Copy out every line in the entries below that includes "impl".

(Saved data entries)
================

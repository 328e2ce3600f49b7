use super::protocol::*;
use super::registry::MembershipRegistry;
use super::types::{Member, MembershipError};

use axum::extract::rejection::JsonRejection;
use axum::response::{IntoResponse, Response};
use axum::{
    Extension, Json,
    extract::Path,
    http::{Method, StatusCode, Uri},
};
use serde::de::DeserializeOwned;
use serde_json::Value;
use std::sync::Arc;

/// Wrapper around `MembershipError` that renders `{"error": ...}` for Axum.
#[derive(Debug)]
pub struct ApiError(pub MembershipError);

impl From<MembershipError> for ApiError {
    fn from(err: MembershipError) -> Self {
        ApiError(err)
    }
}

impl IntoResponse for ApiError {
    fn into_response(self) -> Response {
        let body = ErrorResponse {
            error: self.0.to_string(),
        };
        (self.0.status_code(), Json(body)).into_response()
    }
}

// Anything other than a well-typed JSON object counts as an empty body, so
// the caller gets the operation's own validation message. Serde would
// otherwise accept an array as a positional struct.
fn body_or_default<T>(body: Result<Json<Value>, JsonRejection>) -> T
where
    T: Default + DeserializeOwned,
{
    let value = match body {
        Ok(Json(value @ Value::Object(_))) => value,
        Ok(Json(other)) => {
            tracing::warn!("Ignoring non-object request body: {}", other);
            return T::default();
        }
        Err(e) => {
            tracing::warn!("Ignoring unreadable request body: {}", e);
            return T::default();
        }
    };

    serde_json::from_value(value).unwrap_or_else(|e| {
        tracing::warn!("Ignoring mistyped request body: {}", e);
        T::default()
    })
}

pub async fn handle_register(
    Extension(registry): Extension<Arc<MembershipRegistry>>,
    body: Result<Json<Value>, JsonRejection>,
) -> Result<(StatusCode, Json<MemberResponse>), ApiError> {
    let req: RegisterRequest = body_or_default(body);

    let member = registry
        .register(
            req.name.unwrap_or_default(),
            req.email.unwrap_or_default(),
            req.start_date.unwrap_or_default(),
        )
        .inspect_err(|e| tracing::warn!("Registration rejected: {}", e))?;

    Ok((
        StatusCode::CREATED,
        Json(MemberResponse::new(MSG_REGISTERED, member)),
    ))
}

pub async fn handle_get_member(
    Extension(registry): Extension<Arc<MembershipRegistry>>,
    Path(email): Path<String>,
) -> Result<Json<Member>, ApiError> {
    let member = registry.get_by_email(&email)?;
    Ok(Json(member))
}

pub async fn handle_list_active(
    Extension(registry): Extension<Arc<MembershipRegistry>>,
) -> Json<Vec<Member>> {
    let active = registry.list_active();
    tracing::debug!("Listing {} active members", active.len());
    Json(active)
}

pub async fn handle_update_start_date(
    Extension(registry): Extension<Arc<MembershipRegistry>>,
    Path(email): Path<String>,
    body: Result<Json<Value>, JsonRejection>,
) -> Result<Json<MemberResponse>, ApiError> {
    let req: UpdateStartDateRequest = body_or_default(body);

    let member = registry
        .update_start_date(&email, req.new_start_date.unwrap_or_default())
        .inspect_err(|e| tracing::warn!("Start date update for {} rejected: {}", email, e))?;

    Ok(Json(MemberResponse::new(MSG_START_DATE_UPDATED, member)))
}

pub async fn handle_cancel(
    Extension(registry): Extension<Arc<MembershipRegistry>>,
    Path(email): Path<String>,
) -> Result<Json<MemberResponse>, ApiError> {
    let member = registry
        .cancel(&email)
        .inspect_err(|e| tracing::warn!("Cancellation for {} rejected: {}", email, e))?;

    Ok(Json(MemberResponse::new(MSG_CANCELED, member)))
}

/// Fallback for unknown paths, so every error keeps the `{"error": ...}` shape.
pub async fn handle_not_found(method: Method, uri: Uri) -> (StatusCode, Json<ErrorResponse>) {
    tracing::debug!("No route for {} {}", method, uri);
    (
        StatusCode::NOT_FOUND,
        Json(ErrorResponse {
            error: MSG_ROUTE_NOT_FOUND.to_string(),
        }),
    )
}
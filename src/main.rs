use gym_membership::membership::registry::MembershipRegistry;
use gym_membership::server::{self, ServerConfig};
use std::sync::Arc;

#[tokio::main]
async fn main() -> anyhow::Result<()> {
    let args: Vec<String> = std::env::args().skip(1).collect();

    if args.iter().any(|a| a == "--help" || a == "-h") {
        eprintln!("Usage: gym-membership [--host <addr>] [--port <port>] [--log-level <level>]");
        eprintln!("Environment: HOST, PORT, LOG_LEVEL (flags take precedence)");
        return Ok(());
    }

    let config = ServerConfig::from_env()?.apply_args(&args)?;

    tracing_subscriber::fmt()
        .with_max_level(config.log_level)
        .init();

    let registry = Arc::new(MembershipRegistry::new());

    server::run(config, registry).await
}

================

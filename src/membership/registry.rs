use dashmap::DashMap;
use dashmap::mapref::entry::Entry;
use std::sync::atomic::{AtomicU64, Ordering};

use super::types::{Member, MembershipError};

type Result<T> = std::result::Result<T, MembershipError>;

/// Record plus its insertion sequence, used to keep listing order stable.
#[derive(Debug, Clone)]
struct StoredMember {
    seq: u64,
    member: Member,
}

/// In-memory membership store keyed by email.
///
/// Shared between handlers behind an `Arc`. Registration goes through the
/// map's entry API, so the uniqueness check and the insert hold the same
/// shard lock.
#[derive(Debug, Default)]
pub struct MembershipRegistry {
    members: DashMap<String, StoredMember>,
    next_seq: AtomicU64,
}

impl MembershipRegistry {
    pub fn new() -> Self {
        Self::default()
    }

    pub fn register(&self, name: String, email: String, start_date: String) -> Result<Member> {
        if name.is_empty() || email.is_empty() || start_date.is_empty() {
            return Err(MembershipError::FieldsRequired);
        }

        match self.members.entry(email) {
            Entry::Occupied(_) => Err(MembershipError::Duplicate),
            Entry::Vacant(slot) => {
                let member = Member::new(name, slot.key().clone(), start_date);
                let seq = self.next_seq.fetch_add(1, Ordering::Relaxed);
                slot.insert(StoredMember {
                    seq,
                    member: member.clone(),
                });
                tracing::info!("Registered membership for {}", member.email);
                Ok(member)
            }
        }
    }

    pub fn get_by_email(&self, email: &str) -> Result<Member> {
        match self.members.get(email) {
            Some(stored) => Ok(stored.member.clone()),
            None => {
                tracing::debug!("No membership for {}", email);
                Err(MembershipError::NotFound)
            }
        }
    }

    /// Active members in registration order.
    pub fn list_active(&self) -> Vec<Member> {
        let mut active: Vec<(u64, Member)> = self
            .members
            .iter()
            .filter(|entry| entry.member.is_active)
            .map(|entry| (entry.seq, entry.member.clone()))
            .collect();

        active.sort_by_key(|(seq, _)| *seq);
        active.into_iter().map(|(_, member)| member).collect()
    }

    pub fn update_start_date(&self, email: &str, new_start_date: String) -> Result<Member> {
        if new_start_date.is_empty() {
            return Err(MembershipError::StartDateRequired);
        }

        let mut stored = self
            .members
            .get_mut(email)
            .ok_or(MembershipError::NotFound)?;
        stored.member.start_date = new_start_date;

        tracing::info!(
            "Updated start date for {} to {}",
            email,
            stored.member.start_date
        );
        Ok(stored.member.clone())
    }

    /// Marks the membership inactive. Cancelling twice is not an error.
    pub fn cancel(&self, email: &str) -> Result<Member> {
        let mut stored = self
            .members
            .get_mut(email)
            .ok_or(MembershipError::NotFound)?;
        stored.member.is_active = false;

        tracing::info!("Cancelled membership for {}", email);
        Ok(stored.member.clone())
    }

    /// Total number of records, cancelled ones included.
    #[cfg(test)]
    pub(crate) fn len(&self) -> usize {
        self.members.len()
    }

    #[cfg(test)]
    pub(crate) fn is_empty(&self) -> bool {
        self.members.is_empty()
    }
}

================

Result of this exercise:
impl From<MembershipError> for ApiError {
impl IntoResponse for ApiError {
impl MembershipRegistry {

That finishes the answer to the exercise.